CEO of India's Serum says it will take years to produce enough COVID vaccines

Sept. 14, 2020

The CEO of Serum Institute of India (SII), Adar Poonawalla, says that when it comes to producing enough SARS-CoV-2 vaccines, drugmakers may have over committed.

In an interview with the Financial Times, Poonawalla predicted that it will likely be late 2024 before the world will be immunized. "It’s going to take four to five years until everyone gets the vaccine on this planet," he said. According to Poonawalla, pharma companies are not ramping up production capacity fast enough to achieve a more ambitious timeline.

Poonawalla said that the commitment far exceeded the capacity of vaccine producers. “I know the world wants to be optimistic on it .... [but] I have not heard of anyone coming even close to that [level] right now,” he told Financial Times. 

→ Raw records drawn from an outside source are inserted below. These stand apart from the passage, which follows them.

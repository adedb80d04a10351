use nbmerge_core::{ChangeCategory, ContentRenderer, MergeViewError, Vec2};
use nbmerge_layout::{CellLayout, CellLayoutSelector, CollapsibleRow, SourceRowMode};
use nbmerge_model::CellMergeUnit;

use crate::options::ViewOptions;
use crate::outputs::OutputsMergeView;
use crate::text::TextPanes;

// ──────────────────────────────────────────────
// Collapsible container
// ──────────────────────────────────────────────

#[derive(Debug, Clone, PartialEq)]
pub struct Collapsible {
    pub header: &'static str,
    pub expanded: bool,
}

impl Collapsible {
    pub fn toggle(&mut self) {
        self.expanded = !self.expanded;
    }
}

// ──────────────────────────────────────────────
// Rows
// ──────────────────────────────────────────────

pub struct MetadataRow {
    pub container: Collapsible,
    pub panes: TextPanes,
}

pub struct OutputsRow {
    pub container: Collapsible,
    pub view: OutputsMergeView,
}

pub enum SourceRow {
    /// Source unchanged everywhere: only the merged source is shown.
    Unchanged(TextPanes),
    FourWay(TextPanes),
}

impl SourceRow {
    pub fn panes(&self) -> &TextPanes {
        match self {
            SourceRow::Unchanged(p) | SourceRow::FourWay(p) => p,
        }
    }
}

pub enum CellBody {
    Collapsed {
        header: Option<&'static str>,
        category: Option<ChangeCategory>,
        source: TextPanes,
    },
    FourWay {
        source: SourceRow,
        metadata: Option<MetadataRow>,
        outputs: Option<OutputsRow>,
    },
}

// ──────────────────────────────────────────────
// CellMergeView
// ──────────────────────────────────────────────

pub struct CellMergeView {
    pub layout: CellLayout,
    pub body: CellBody,
    /// Mirrors the unit's `delete_cell` flag; drawn as a deletion marker.
    marked_for_deletion: bool,
}

impl CellMergeView {
    /// Build the view for one cell. Any construction failure fails the
    /// whole cell; no partial rows are produced.
    pub fn new(
        unit: &CellMergeUnit,
        selector: &CellLayoutSelector,
        renderer: &dyn ContentRenderer,
        options: &ViewOptions,
    ) -> Result<Self, MergeViewError> {
        if unit.has_partial_sides() {
            return Err(MergeViewError::PartialSides { what: "cell" });
        }
        let layout = selector.select(unit);
        let body = match (layout, &unit.local, &unit.remote) {
            (CellLayout::Collapsed { header, category }, _, _) => CellBody::Collapsed {
                header,
                category,
                source: TextPanes::merged_source(&unit.merged, renderer)?,
            },
            (CellLayout::FourWay(plan), Some(local), Some(remote)) => {
                let source = match plan.source {
                    SourceRowMode::Collapsed => {
                        SourceRow::Unchanged(TextPanes::merged_source(&unit.merged, renderer)?)
                    }
                    SourceRowMode::FourWay => SourceRow::FourWay(TextPanes::source(
                        local,
                        remote,
                        &unit.merged,
                        renderer,
                    )?),
                };
                let metadata = plan.metadata.map(|row| MetadataRow {
                    container: container(row, "Metadata changed", "Metadata unchanged"),
                    panes: TextPanes::json(
                        local.metadata.value.as_ref(),
                        local.metadata.base.as_ref().or(remote.metadata.base.as_ref()),
                        remote.metadata.value.as_ref(),
                        unit.merged.metadata.value.as_ref(),
                        renderer,
                    ),
                });
                let outputs = match plan.outputs {
                    Some(row) => Some(OutputsRow {
                        container: container(row, "Outputs changed", "Outputs unchanged"),
                        view: OutputsMergeView::new(
                            Some(local.base_outputs()),
                            Some(local.side_outputs()),
                            Some(remote.side_outputs()),
                            unit.merged_outputs(),
                            options,
                        )?,
                    }),
                    None => None,
                };
                CellBody::FourWay {
                    source,
                    metadata,
                    outputs,
                }
            }
            // The selector only picks a four-way layout when both sides exist.
            (CellLayout::FourWay(_), _, _) => {
                return Err(MergeViewError::PartialSides { what: "cell" })
            }
        };
        Ok(Self {
            layout,
            body,
            marked_for_deletion: unit.delete_cell(),
        })
    }

    pub fn marked_for_deletion(&self) -> bool {
        self.marked_for_deletion
    }

    /// Flip the unit's delete flag, then reflect the model in the marker.
    pub fn toggle_delete(&mut self, unit: &mut CellMergeUnit) {
        unit.set_delete_cell(!unit.delete_cell());
        self.sync_from_model(unit);
        log::info!("cell delete flag set to {}", unit.delete_cell());
    }

    pub fn sync_from_model(&mut self, unit: &CellMergeUnit) {
        self.marked_for_deletion = unit.delete_cell();
    }

    pub fn category(&self) -> Option<ChangeCategory> {
        match self.body {
            CellBody::Collapsed { category, .. } => category,
            CellBody::FourWay { .. } => None,
        }
    }

    pub fn header(&self) -> Option<&'static str> {
        match self.body {
            CellBody::Collapsed { header, .. } => header,
            CellBody::FourWay { .. } => None,
        }
    }

    pub fn outputs(&self) -> Option<&OutputsRow> {
        match &self.body {
            CellBody::FourWay { outputs, .. } => outputs.as_ref(),
            CellBody::Collapsed { .. } => None,
        }
    }

    pub fn outputs_mut(&mut self) -> Option<&mut OutputsRow> {
        match &mut self.body {
            CellBody::FourWay { outputs, .. } => outputs.as_mut(),
            CellBody::Collapsed { .. } => None,
        }
    }

    pub fn metadata(&self) -> Option<&MetadataRow> {
        match &self.body {
            CellBody::FourWay { metadata, .. } => metadata.as_ref(),
            CellBody::Collapsed { .. } => None,
        }
    }

    /// Lay the cell out starting at `origin`; returns the rows used.
    pub fn place(&mut self, origin: Vec2) -> f32 {
        // Header line with the delete toggle.
        let mut y = origin.y + 1.0;
        match &mut self.body {
            CellBody::Collapsed { source, .. } => {
                y += source.height() as f32;
            }
            CellBody::FourWay {
                source,
                metadata,
                outputs,
            } => {
                y += source.panes().height() as f32;
                if let Some(row) = metadata {
                    y += 1.0;
                    if row.container.expanded {
                        y += row.panes.height() as f32;
                    }
                }
                if let Some(row) = outputs {
                    y += 1.0;
                    row.view.set_origin(Vec2::new(origin.x, y));
                    if row.container.expanded {
                        y += row.view.bounds().height;
                    }
                }
            }
        }
        y - origin.y
    }
}

fn container(row: CollapsibleRow, changed: &'static str, unchanged: &'static str) -> Collapsible {
    Collapsible {
        header: if row.changed { changed } else { unchanged },
        expanded: row.expanded,
    }
}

Serum Institute, the world’s largest manufacturer of vaccines, has partnered with five international pharmaceutical companies including AstraZeneca to develop COVID vaccines. In separate news, SII said that phase 2 and 3 clinical trials of the Oxford-AstraZeneca COVID-19 vaccine candidate will resume after receiving a green signal from the Drugs Controller General of India, after AstraZeneca had halted the trial due to a serious adverse event.

Serum, as part of its agreement with AstraZeneca, will seek to produce Covid-19 vaccine doses for 68 countries.